Which lines of the listing below contain the word "filename"? Copy each of them.

### SOURCE INFORMATION
########
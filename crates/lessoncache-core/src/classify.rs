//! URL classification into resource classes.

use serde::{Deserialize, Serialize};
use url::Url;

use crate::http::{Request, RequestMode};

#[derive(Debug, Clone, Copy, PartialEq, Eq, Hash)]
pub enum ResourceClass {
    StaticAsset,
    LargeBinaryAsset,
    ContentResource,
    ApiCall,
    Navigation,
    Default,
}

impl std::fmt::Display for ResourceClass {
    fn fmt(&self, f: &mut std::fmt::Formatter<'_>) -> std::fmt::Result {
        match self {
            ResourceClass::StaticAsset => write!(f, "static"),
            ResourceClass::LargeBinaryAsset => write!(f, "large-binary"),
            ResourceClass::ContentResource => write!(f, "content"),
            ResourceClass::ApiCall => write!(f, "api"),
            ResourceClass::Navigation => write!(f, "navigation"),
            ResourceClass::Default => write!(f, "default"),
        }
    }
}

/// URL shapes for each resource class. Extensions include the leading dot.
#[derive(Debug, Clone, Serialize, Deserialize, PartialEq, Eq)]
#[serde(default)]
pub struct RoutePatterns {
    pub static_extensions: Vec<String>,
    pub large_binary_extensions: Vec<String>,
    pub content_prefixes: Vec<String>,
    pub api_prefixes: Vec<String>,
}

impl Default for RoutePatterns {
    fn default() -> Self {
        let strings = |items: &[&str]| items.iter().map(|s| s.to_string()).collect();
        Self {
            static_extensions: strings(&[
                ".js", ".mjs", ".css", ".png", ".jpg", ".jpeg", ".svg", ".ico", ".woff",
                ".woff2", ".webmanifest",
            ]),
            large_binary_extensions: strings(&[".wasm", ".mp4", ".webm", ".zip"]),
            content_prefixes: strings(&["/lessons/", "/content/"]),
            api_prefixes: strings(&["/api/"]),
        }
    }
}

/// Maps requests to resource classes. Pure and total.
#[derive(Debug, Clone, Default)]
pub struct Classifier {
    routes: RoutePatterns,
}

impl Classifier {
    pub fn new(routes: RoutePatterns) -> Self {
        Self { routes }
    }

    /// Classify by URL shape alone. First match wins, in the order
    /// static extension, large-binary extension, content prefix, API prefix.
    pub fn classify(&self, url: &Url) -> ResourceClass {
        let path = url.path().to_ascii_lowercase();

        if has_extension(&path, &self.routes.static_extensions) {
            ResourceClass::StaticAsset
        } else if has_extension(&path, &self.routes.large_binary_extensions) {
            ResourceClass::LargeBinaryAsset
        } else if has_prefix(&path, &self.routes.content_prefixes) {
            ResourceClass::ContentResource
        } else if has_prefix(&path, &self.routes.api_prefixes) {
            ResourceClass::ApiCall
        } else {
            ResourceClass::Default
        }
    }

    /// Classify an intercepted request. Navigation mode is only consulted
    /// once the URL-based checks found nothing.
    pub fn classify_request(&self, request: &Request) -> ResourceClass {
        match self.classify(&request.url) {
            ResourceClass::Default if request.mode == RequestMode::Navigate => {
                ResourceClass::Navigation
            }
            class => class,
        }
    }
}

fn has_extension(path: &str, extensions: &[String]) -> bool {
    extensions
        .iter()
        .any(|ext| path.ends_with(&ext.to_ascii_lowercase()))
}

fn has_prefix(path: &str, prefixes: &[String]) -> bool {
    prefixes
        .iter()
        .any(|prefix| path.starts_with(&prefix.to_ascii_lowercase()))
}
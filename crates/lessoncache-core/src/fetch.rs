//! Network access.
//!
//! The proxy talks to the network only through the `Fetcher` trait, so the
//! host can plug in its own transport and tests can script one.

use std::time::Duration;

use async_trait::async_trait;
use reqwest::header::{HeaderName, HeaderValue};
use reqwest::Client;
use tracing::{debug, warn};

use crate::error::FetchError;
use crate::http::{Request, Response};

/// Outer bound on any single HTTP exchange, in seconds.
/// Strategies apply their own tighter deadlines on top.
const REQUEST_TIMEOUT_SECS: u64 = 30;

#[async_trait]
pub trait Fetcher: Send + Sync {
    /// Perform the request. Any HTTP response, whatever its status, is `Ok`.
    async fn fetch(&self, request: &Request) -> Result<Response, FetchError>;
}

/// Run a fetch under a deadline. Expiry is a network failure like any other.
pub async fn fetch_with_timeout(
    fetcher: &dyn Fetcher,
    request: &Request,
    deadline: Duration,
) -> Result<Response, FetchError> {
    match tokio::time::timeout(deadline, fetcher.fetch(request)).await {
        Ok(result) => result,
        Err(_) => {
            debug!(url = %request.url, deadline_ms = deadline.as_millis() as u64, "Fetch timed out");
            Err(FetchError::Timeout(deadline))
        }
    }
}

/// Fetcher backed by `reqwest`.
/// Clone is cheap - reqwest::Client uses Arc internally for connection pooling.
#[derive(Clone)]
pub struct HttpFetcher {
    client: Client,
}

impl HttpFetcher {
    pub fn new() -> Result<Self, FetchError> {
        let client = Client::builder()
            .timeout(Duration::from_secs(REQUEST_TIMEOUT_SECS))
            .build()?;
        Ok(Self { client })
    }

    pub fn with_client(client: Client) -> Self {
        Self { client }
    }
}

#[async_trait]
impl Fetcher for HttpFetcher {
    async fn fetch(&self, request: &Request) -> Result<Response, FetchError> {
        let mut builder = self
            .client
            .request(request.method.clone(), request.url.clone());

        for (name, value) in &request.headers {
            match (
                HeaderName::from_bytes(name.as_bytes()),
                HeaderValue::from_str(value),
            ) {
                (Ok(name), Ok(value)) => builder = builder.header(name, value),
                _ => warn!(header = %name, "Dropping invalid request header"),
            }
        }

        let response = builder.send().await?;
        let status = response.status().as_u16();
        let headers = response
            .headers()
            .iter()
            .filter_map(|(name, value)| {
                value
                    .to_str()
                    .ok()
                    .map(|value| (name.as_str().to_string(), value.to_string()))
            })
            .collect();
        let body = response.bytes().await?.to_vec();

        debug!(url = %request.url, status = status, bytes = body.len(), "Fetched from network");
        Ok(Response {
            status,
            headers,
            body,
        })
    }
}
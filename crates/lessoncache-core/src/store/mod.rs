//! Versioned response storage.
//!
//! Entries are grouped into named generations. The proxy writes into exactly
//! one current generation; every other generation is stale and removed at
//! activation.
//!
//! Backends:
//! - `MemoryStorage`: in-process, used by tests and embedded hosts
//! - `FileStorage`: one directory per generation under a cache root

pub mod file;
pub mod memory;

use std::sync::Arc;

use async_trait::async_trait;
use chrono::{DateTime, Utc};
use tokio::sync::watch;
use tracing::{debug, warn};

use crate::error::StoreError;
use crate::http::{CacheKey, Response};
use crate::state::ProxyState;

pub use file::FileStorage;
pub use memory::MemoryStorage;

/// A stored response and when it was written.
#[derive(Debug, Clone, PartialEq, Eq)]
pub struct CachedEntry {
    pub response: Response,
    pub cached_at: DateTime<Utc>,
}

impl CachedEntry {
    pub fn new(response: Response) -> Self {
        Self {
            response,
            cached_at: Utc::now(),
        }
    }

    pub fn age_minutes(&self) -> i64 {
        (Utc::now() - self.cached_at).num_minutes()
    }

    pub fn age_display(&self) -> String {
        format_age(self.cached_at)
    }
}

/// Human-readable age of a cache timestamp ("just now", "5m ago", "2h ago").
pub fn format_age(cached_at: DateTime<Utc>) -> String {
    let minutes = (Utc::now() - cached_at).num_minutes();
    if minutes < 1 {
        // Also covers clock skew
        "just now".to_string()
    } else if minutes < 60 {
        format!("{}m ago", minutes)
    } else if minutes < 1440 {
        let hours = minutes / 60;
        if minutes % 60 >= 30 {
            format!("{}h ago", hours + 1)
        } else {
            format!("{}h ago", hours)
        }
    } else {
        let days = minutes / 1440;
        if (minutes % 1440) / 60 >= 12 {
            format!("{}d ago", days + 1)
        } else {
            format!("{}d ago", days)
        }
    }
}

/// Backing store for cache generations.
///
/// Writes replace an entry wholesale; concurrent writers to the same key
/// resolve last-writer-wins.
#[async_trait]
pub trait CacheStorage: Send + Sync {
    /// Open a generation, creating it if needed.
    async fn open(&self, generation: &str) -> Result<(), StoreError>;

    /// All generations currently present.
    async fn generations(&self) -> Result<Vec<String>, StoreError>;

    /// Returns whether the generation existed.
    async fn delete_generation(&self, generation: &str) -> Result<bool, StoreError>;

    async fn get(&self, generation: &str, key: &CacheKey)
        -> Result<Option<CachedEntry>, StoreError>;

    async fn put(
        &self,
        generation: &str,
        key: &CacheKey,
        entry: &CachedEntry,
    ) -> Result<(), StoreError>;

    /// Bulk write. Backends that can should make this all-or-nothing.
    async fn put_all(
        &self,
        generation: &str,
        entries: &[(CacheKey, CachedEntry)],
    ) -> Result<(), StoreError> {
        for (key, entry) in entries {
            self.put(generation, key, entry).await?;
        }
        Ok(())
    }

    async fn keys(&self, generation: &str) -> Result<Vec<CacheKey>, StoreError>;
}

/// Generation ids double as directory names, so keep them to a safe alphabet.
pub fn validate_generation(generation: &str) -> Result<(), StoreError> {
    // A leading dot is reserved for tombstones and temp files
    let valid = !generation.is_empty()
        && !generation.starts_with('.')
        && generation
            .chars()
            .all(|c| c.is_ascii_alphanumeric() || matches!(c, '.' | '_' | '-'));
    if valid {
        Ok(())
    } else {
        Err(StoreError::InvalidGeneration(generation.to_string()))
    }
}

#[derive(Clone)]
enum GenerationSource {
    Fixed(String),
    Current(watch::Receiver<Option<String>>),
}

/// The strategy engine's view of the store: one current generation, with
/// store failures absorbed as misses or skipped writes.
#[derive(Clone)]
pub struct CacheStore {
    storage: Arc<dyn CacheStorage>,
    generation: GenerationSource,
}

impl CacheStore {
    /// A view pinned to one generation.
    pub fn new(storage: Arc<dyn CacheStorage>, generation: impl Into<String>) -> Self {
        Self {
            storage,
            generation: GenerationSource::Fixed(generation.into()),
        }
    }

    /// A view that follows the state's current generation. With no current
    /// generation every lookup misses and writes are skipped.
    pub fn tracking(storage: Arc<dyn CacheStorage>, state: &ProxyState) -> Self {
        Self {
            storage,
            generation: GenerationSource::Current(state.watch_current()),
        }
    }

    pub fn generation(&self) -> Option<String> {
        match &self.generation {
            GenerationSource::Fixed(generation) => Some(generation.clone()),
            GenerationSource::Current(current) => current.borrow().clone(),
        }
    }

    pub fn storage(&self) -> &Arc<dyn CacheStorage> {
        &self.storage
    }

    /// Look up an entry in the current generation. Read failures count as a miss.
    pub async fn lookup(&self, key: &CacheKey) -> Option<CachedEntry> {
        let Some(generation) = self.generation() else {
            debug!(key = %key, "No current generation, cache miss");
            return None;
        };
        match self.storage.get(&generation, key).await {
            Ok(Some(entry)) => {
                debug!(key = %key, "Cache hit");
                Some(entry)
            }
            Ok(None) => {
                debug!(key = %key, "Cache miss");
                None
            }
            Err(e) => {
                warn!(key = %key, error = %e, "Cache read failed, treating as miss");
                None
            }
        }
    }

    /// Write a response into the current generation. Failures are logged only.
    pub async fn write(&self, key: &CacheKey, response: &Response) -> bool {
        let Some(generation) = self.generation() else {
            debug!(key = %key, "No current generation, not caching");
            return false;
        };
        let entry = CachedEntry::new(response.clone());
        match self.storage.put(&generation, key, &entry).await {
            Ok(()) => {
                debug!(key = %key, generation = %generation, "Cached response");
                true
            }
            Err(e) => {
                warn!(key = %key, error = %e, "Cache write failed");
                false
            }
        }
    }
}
########
### EXERCISE ANSWER
filename crates/lessoncache-core/src/classify.rs
filename crates/lessoncache-core/src/fetch.rs
filename crates/lessoncache-core/src/store/mod.rs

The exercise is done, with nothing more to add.